How often have we heard of employees being injured on the job and their bosses trying to squirm out of paying for benefits? We’ve seen it with coal miners and NFL players,  but what if the job was defending our country, and the boss was the US military?

That’s what happened to Marine Corps veteran Josh Christmon, the subject of the Brave New Films’ newest video, “Bad Paper.” Josh earned a Purple Heart from his service in Iraq, where a close encounter with a roadside explosion nearly killed him. He suffered back problems and leg injuries, but maybe worse than all that were the nightmares, the depression, and the disconnection from his family — classic signs of PTSD.

Josh’s bad dreams followed him back home. Alcohol seemed as good a way to forget as anything, so one night, he went out for drinks. He was also offered a joint. Josh took two puffs. A week later, he failed a random drug test at work. Days after that, he was less than honorably discharged from the Marine Corps, losing all of his veterans benefits, including his medical care.

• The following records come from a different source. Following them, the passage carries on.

//! # Order Item Repository
//!
//! Lines of an order. Items go with their order; a variant that appears on
//! an item cannot be deleted.

use std::collections::HashMap;

use serde::{Deserialize, Serialize};
use sqlx::{QueryBuilder, Sqlite, SqliteConnection, SqlitePool};

use studio_core::validation::OrderItemInput;
use studio_core::{OrderItem, OrderItemView, ValidationErrors};

use super::{check_reference, new_id, push_page, push_search, row_exists, Page, PageRequest};
use crate::error::{DbError, DbResult};

const SELECT_ITEM: &str = "SELECT id, order_id, variant_id, qty, unit_price_cents FROM order_items";

const SELECT_VIEW: &str = "SELECT oi.id, oi.order_id, oi.variant_id, oi.qty, oi.unit_price_cents, \
                           v.option_label AS variant_label, p.title AS product_title \
                           FROM order_items oi \
                           JOIN product_variants v ON v.id = oi.variant_id \
                           JOIN products p ON p.id = v.product_id";

#[derive(Debug, Clone, Default, PartialEq, Serialize, Deserialize)]
pub struct OrderItemFilter {
    pub order_id: Option<String>,
    pub variant_id: Option<String>,
    /// Matches order id, option label and product title.
    pub search: Option<String>,
    pub page: PageRequest,
}

#[derive(sqlx::FromRow)]
struct OrderItemRow {
    #[sqlx(flatten)]
    item: OrderItem,
    variant_label: String,
    product_title: String,
}

impl From<OrderItemRow> for OrderItemView {
    fn from(row: OrderItemRow) -> Self {
        OrderItemView {
            item: row.item,
            variant_label: row.variant_label,
            product_title: row.product_title,
        }
    }
}

#[derive(Debug, Clone)]
pub struct OrderItemRepository {
    pool: SqlitePool,
}

impl OrderItemRepository {
    pub fn new(pool: SqlitePool) -> Self {
        OrderItemRepository { pool }
    }

    pub async fn create(&self, input: &OrderItemInput) -> DbResult<OrderItem> {
        input.validate()?;

        let mut tx = self.pool.begin().await?;
        let item = insert(&mut tx, input).await?;
        tx.commit().await?;

        Ok(item)
    }

    pub async fn get_by_id(&self, id: &str) -> DbResult<Option<OrderItem>> {
        let item = sqlx::query_as::<_, OrderItem>(&format!("{SELECT_ITEM} WHERE id = ?1"))
            .bind(id)
            .fetch_optional(&self.pool)
            .await?;

        Ok(item)
    }

    pub async fn get_view(&self, id: &str) -> DbResult<Option<OrderItemView>> {
        let row = sqlx::query_as::<_, OrderItemRow>(&format!("{SELECT_VIEW} WHERE oi.id = ?1"))
            .bind(id)
            .fetch_optional(&self.pool)
            .await?;

        Ok(row.map(OrderItemView::from))
    }

    pub async fn update(&self, id: &str, input: &OrderItemInput) -> DbResult<OrderItem> {
        input.validate()?;

        let mut tx = self.pool.begin().await?;

        if !row_exists(&mut tx, "order_items", id).await? {
            return Err(DbError::not_found("OrderItem", id));
        }
        check_integrity(&mut tx, input).await?;

        let item = build(id.to_string(), input);

        sqlx::query(
            "UPDATE order_items SET order_id = ?2, variant_id = ?3, qty = ?4, unit_price_cents = ?5 \
             WHERE id = ?1",
        )
        .bind(&item.id)
        .bind(&item.order_id)
        .bind(&item.variant_id)
        .bind(item.qty)
        .bind(item.unit_price_cents)
        .execute(&mut *tx)
        .await?;

        tx.commit().await?;

        Ok(item)
    }

    pub async fn delete(&self, id: &str) -> DbResult<()> {
        let result = sqlx::query("DELETE FROM order_items WHERE id = ?1")
            .bind(id)
            .execute(&self.pool)
            .await?;

        if result.rows_affected() == 0 {
            return Err(DbError::not_found("OrderItem", id));
        }

        Ok(())
    }

    pub async fn list(&self, filter: &OrderItemFilter) -> DbResult<Page<OrderItemView>> {
        let mut count = QueryBuilder::<Sqlite>::new(
            "SELECT COUNT(*) FROM order_items oi \
             JOIN product_variants v ON v.id = oi.variant_id \
             JOIN products p ON p.id = v.product_id WHERE 1 = 1",
        );
        push_filters(&mut count, filter)?;
        let total: i64 = count.build_query_scalar().fetch_one(&self.pool).await?;

        let mut select = QueryBuilder::<Sqlite>::new(SELECT_VIEW);
        select.push(" WHERE 1 = 1");
        push_filters(&mut select, filter)?;
        select.push(" ORDER BY oi.order_id, oi.rowid");
        push_page(&mut select, &filter.page);

        let rows = select.build_query_as::<OrderItemRow>().fetch_all(&self.pool).await?;

        Ok(Page::new(rows, total, &filter.page).map(OrderItemView::from))
    }
}

fn push_filters(qb: &mut QueryBuilder<'_, Sqlite>, filter: &OrderItemFilter) -> DbResult<()> {
    if let Some(order_id) = &filter.order_id {
        qb.push(" AND oi.order_id = ").push_bind(order_id.clone());
    }
    if let Some(variant_id) = &filter.variant_id {
        qb.push(" AND oi.variant_id = ").push_bind(variant_id.clone());
    }
    push_search(
        qb,
        filter.search.as_deref(),
        &["oi.order_id", "v.option_label", "p.title"],
    )
}

fn build(id: String, input: &OrderItemInput) -> OrderItem {
    OrderItem {
        id,
        order_id: input.order_id.clone(),
        variant_id: input.variant_id.clone(),
        qty: input.qty,
        unit_price_cents: input.unit_price_cents,
    }
}

async fn check_integrity(conn: &mut SqliteConnection, input: &OrderItemInput) -> DbResult<()> {
    let mut errors = ValidationErrors::new();
    check_reference(conn, &mut errors, "order_id", "orders", &input.order_id).await?;
    check_reference(conn, &mut errors, "variant_id", "product_variants", &input.variant_id).await?;
    errors.into_result()?;
    Ok(())
}

pub(crate) async fn insert(conn: &mut SqliteConnection, input: &OrderItemInput) -> DbResult<OrderItem> {
    check_integrity(conn, input).await?;

    let item = build(new_id(), input);

    sqlx::query(
        "INSERT INTO order_items (id, order_id, variant_id, qty, unit_price_cents) \
         VALUES (?1, ?2, ?3, ?4, ?5)",
    )
    .bind(&item.id)
    .bind(&item.order_id)
    .bind(&item.variant_id)
    .bind(item.qty)
    .bind(item.unit_price_cents)
    .execute(&mut *conn)
    .await?;

    Ok(item)
}

/// Item views for a set of orders, keyed by order id, in insertion order.
pub(crate) async fn views_for_orders(
    pool: &SqlitePool,
    order_ids: &[String],
) -> DbResult<HashMap<String, Vec<OrderItemView>>> {
    let mut grouped: HashMap<String, Vec<OrderItemView>> = HashMap::new();
    if order_ids.is_empty() {
        return Ok(grouped);
    }

    let mut qb = QueryBuilder::<Sqlite>::new(SELECT_VIEW);
    qb.push(" WHERE oi.order_id IN (");
    let mut ids = qb.separated(", ");
    for id in order_ids {
        ids.push_bind(id.clone());
    }
    ids.push_unseparated(") ORDER BY oi.rowid");

    let rows = qb.build_query_as::<OrderItemRow>().fetch_all(pool).await?;
    for row in rows {
        grouped
            .entry(row.item.order_id.clone())
            .or_default()
            .push(OrderItemView::from(row));
    }

    Ok(grouped)
}

#[cfg(test)]
mod tests {
    use super::*;
    use crate::repository::test_support::*;
    use studio_core::ValidationError;

    #[tokio::test]
    async fn test_create_checks_references_and_quantity() {
        let db = test_db().await;
        let sale = order(&db).await;

        let err = db
            .order_items()
            .create(&OrderItemInput {
                order_id: sale.id.clone(),
                variant_id: "550e8400-e29b-41d4-a716-446655440000".to_string(),
                qty: 1,
                unit_price_cents: 4500,
            })
            .await
            .unwrap_err();
        assert!(matches!(
            err.validation_errors().unwrap().get("variant_id"),
            Some(ValidationError::UnknownReference { .. })
        ));

        let err = db
            .order_items()
            .create(&OrderItemInput {
                order_id: sale.id.clone(),
                variant_id: "550e8400-e29b-41d4-a716-446655440000".to_string(),
                qty: 0,
                unit_price_cents: 4500,
            })
            .await
            .unwrap_err();
        assert!(err.validation_errors().unwrap().has("qty"));
    }

    #[tokio::test]
    async fn test_view_and_order_cascade() {
        let db = test_db().await;
        let harbor = product(&db, "Harbor").await;
        let a4 = variant(&db, &harbor.id, "A4").await;
        let sale = order(&db).await;

        let item = db
            .order_items()
            .create(&OrderItemInput {
                order_id: sale.id.clone(),
                variant_id: a4.id.clone(),
                qty: 2,
                unit_price_cents: 4500,
            })
            .await
            .unwrap();

        let view = db.order_items().get_view(&item.id).await.unwrap().unwrap();
        assert_eq!(view.variant_label, "A4");
        assert_eq!(view.product_title, "Harbor");

        let page = db
            .order_items()
            .list(&OrderItemFilter {
                search: Some("harb".to_string()),
                ..Default::default()
            })
            .await
            .unwrap();
        assert_eq!(page.total, 1);

        db.orders().delete(&sale.id).await.unwrap();
        assert!(db.order_items().get_by_id(&item.id).await.unwrap().is_none());

        // the variant is free to go once no item references it
        db.variants().delete(&a4.id).await.unwrap();
    }
}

This kind of zero tolerance policy has invaded every corner of American society. We see it in our schools, where kids are arrested for behavior that used to send them to the principal’s office. We see it in our harsh response to our nation’s broken immigration system, labeling those that seek jobs and opportunities as hardened criminals. The worst of all zero tolerance policies — our nation’s long running War on Drugs — hasn’t made a dent in our drug addiction rates, but has sent our incarceration rates soaring past every other nation on Earth.